Certain things that would be obvious in a face-to-face or even video encounter – such as whether the person is who they say they are and the weight they say they are – are simply not verified in text-based consults.

“We know that there are a significant amount of people with body dysmorphic syndrome, up to and including anorexia nervosa, but even people without anorexia nervosa but with body dysmorphic syndrome,” Dr Willett said.

“It’s very easy for them to actually lie or put in information that’s wrong but that they truly believe, and inappropriately access these medications, which could potentially be harmful.”

There’s also an aspect of preying upon shame, especially when it comes to men.

Both Pilot and Mosh treat a range of conditions that have long been classed as shameful for men – erectile dysfunction, hair loss, acne and weight.

Copy on the Mosh website even alludes to the fact that these conditions are considered embarrassing, and that GPs will likely lack compassion.

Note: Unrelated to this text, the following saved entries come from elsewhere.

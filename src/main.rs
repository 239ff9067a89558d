//! Osaurus gateway client demo binary.
//!
//! Connects to a running OpenClaw gateway, resolves a device token from the
//! standard credential chain, and drives one of a few diagnostic commands.
//! The real functionality lives in the library crate; this binary is a thin
//! CLI shell around it.

use std::path::PathBuf;
use std::sync::Arc;

use anyhow::{Context, Result};
use clap::{Parser, Subcommand};

use osaurus_gateway::{
    credentials::{resolve_token, standard_sources},
    state::GatewayState,
    GatewayClient,
};

#[derive(Parser)]
#[command(name = "osaurus-gateway")]
#[command(version)]
#[command(about = "Gateway client core for the OpenClaw agent runtime")]
struct Cli {
    /// Override the gateway URL (defaults to the persisted state's effective URL).
    #[arg(long)]
    url: Option<String>,

    #[command(subcommand)]
    command: Commands,
}

#[derive(Subcommand)]
enum Commands {
    /// Connect and print connection-state transitions until interrupted.
    Watch,
    /// Connect, list sessions, and exit.
    Sessions,
    /// Connect, fetch presence, and exit.
    Presence,
}

fn config_dir() -> PathBuf {
    dirs::home_dir().unwrap_or_else(|| PathBuf::from(".")).join(".openclaw")
}

fn launch_agent_plist() -> PathBuf {
    dirs::home_dir()
        .unwrap_or_else(|| PathBuf::from("."))
        .join("Library/LaunchAgents/com.osaurus.gateway.plist")
}

#[tokio::main]
async fn main() -> Result<()> {
    env_logger::Builder::from_env(env_logger::Env::default().default_filter_or("info")).init();

    let cli = Cli::parse();

    let config_dir = config_dir();
    let state = GatewayState::load(&state_path(&config_dir)).await;
    let url = cli.url.unwrap_or_else(|| state.effective_gateway_url());

    let sources = standard_sources(&config_dir, &launch_agent_plist());
    let token = resolve_token(&sources).await.unwrap_or_default();
    if token.is_empty() {
        log::warn!("no device token found in any credential source; connecting unauthenticated");
    }

    let client = GatewayClient::new(url, Arc::new(move || token.clone()));
    let mut state_rx = client.watch_state();

    let run_handle = {
        let client = client.clone();
        tokio::spawn(async move { client.run().await })
    };

    match cli.command {
        Commands::Watch => {
            println!("Watching connection state (Ctrl-C to exit)...");
            loop {
                if state_rx.changed().await.is_err() {
                    break;
                }
                println!("{:?}", state_rx.borrow().clone());
            }
        }
        Commands::Sessions => {
            wait_for_connection(&mut state_rx).await;
            let facade = client.facade().await.context("no active connection")?;
            let sessions = facade.sessions_list(20, true, true, false, false).await?;
            println!("{}", serde_json::to_string_pretty(&sessions)?);
        }
        Commands::Presence => {
            wait_for_connection(&mut state_rx).await;
            let facade = client.facade().await.context("no active connection")?;
            let rows = facade.system_presence().await?;
            for row in rows {
                println!("{} ({})", row.identity(), row.host.as_deref().unwrap_or("?"));
            }
        }
    }

    client.shutdown();
    let _ = run_handle.await;
    Ok(())
}

fn state_path(config_dir: &std::path::Path) -> PathBuf {
    GatewayState::default_path(config_dir)
}

async fn wait_for_connection(state_rx: &mut tokio::sync::watch::Receiver<osaurus_gateway::ConnectionState>) {
    use osaurus_gateway::ConnectionState;
    while !matches!(*state_rx.borrow(), ConnectionState::Connected | ConnectionState::Reconnected) {
        if state_rx.changed().await.is_err() {
            return;
        }
    }
}
//! Gateway client (top level): wires the transport, router, bus, sequence
//! tracker, and reconnect controller into one handle, and drives the
//! connect/read/reconnect loop as a background task.
//!
//! The "own the socket in one task, hand out routers/facades built from the
//! current connection" shape mirrors how the teacher crate's hub process
//! owns one connection and republishes a fresh handle after each reconnect
//! (grounding reference: `channel/action_cable.rs`'s driving loop, already
//! adapted once for `reconnect.rs`).

use std::sync::Arc;
use std::time::Duration;

use async_trait::async_trait;
use tokio::sync::{watch, Mutex, RwLock};

use crate::bus::EventBus;
use crate::chat::ChatRunner;
use crate::constants::AGENT_WAIT_TIMEOUT;
use crate::facade::LifecycleFacade;
use crate::frame::{self, Frame};
use crate::reconnect::{Connector, ReconnectController, ReconnectDecision};
use crate::router::RequestRouter;
use crate::sequence::SequenceTracker;
use crate::transport::{
    self, CloseInfo, ConnectError, TransportMessage, TransportReader, TransportWriter,
};

/// Supplies the current device token for each (re)connect attempt. A
/// trait rather than a bare string so a reconnect can pick up a refreshed
/// token (see [`crate::credentials`]).
pub trait TokenProvider: Send + Sync {
    /// Current token to present as `Authorization: Bearer <token>`.
    fn current_token(&self) -> String;
}

impl<F: Fn() -> String + Send + Sync> TokenProvider for F {
    fn current_token(&self) -> String {
        self()
    }
}

struct ClientConnector {
    url: String,
    token: Arc<dyn TokenProvider>,
}

#[async_trait]
impl Connector for ClientConnector {
    async fn connect(&self) -> Result<(TransportWriter, TransportReader), ConnectError> {
        transport::connect(&self.url, &self.token.current_token()).await
    }

    async fn on_connected(&self, is_reconnect: bool) {
        log::info!("gateway: transport established (reconnect={is_reconnect})");
    }
}

/// A handle to the gateway connection: the stable parts (event bus, sequence
/// tracker, connection-state observable) survive reconnects; the request
/// router is rebuilt each time the socket reconnects.
#[derive(Clone)]
pub struct GatewayClient {
    bus: Arc<EventBus>,
    sequence: Arc<Mutex<SequenceTracker>>,
    router_slot: Arc<RwLock<Option<Arc<RequestRouter>>>>,
    reconnect: Arc<ReconnectController>,
    shutdown_tx: watch::Sender<bool>,
}

impl GatewayClient {
    /// Build a client for `url`, authenticating each connect attempt with
    /// whatever `token` currently returns.
    #[must_use]
    pub fn new(url: impl Into<String>, token: Arc<dyn TokenProvider>) -> Self {
        let connector = Arc::new(ClientConnector { url: url.into(), token });
        let (shutdown_tx, _) = watch::channel(false);
        Self {
            bus: EventBus::new(),
            sequence: Arc::new(Mutex::new(SequenceTracker::new())),
            router_slot: Arc::new(RwLock::new(None)),
            reconnect: Arc::new(ReconnectController::new(connector)),
            shutdown_tx,
        }
    }

    /// Observable connection state (see [`crate::reconnect::ConnectionState`]).
    #[must_use]
    pub fn watch_state(&self) -> watch::Receiver<crate::reconnect::ConnectionState> {
        self.reconnect.watch_state()
    }

    /// Build a chat runner bound to whatever router is currently active.
    /// Call fresh at each use site rather than caching across reconnects.
    ///
    /// # Errors
    ///
    /// Returns `None` if no connection has ever been established yet.
    pub async fn chat_runner(&self) -> Option<ChatRunner> {
        let router = self.router_slot.read().await.clone()?;
        Some(ChatRunner::new(router, self.bus.clone(), self.sequence.clone()))
    }

    /// Build a lifecycle facade bound to the current router.
    pub async fn facade(&self) -> Option<LifecycleFacade> {
        let router = self.router_slot.read().await.clone();
        router.map(LifecycleFacade::new)
    }

    /// Request a graceful shutdown: stops the connect/reconnect loop and
    /// fails any in-flight request.
    pub fn shutdown(&self) {
        let _ = self.shutdown_tx.send(true);
    }

    /// Drive the connect → read → reconnect cycle until shutdown. Intended
    /// to be spawned as one long-lived background task.
    pub async fn run(&self) {
        let mut is_reconnect = false;
        loop {
            let shutdown_rx = self.shutdown_tx.subscribe();
            let Some((writer, reader)) = self.reconnect.run_until_connected(shutdown_rx).await
            else {
                return;
            };

            let router = RequestRouter::new(writer);
            *self.router_slot.write().await = Some(router.clone());

            if is_reconnect {
                self.resync_active_runs(&router).await;
            }
            is_reconnect = true;

            let close = self.drain(reader, &router).await;
            router.fail_all().await;
            *self.router_slot.write().await = None;

            match self.reconnect.on_close(&close).await {
                ReconnectDecision::Stop => return,
                ReconnectDecision::ReconnectImmediately => {}
                ReconnectDecision::ReconnectAfter(delay) => {
                    if self.sleep_or_shutdown(delay).await {
                        return;
                    }
                }
            }
        }
    }

    async fn sleep_or_shutdown(&self, delay: Duration) -> bool {
        let mut shutdown_rx = self.shutdown_tx.subscribe();
        tokio::select! {
            () = tokio::time::sleep(delay) => false,
            _ = shutdown_rx.changed() => *shutdown_rx.borrow(),
        }
    }

    async fn resync_active_runs(&self, router: &Arc<RequestRouter>) {
        let runs = self.sequence.lock().await.active_runs();
        for run_id in runs {
            let params = serde_json::json!({ "runId": run_id });
            if let Err(e) = router.call("agent.wait", params, AGENT_WAIT_TIMEOUT).await {
                log::debug!("gateway: post-reconnect resync failed for run {run_id}: {e}");
            }
        }
    }

    /// Drain `reader` until the socket closes, publishing events to the bus
    /// and resolving pending requests via `router`. Returns the close info.
    async fn drain(&self, mut reader: TransportReader, router: &Arc<RequestRouter>) -> CloseInfo {
        loop {
            match reader.recv().await {
                Some(Ok(TransportMessage::Text(text))) => {
                    self.handle_text(&text, router).await;
                }
                Some(Ok(TransportMessage::Ping(_))) => {
                    // Pong replies are a writer-side concern; the router
                    // owns the writer, so this loop just logs and moves on.
                    log::debug!("gateway: received ping frame");
                }
                Some(Ok(TransportMessage::Close(close))) => return close,
                Some(Err(e)) => {
                    log::warn!("gateway: transport read error: {e}");
                    return CloseInfo { code: 1006, reason: e.to_string() };
                }
                None => {
                    return CloseInfo { code: 1005, reason: String::new() };
                }
            }
        }
    }

    async fn handle_text(&self, text: &str, router: &Arc<RequestRouter>) {
        match frame::decode(text) {
            Ok(Frame::Response { id, result }) => router.resolve(&id, result).await,
            Ok(Frame::ResponseError { id, code, message }) => router.reject(&id, code, message).await,
            Ok(Frame::Event(event)) => self.bus.publish(event).await,
            Ok(Frame::Request { method, .. }) => {
                log::debug!("gateway: ignoring unexpected server-initiated request {method}");
            }
            Ok(Frame::Opaque(_)) => {}
            Err(e) => log::warn!("gateway: dropping malformed frame: {e}"),
        }
    }
}

#[cfg(test)]
mod tests {
    use super::*;

    #[test]
    fn test_token_provider_closure_adapter() {
        let provider: Arc<dyn TokenProvider> = Arc::new(|| "tok-123".to_string());
        assert_eq!(provider.current_token(), "tok-123");
    }

    #[tokio::test]
    async fn test_chat_runner_is_none_before_any_connection() {
        let client = GatewayClient::new(
            "wss://127.0.0.1:1/gateway",
            Arc::new(|| String::new()) as Arc<dyn TokenProvider>,
        );
        assert!(client.chat_runner().await.is_none());
        assert!(client.facade().await.is_none());
    }
}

The spokesman for Eucalyptus also appeared to insinuate that people were too embarrassed about weight loss conditions and sexual health to visit their regular doctor.

“By playing up the shame aspect and saying, ‘you may not want to see the doctor, because you might be ashamed’, is actually increasing that [shame] and is actually highlighting that this is something you might want to be ashamed about,” Dr Willett said.

AMA president Professor Steve Robson said the association supported continuous patient-centred whole person care, and that it had concerns about the direct-to-consumer advertising employed by some telehealth operators.

“It would appear that some of the advertisements imply that a consult or a monthly subscription will guarantee you access to prescribed medicines,” he told TMR.

“These services are not genuine health businesses and we again encourage people considering one of these services to speak with their GP.”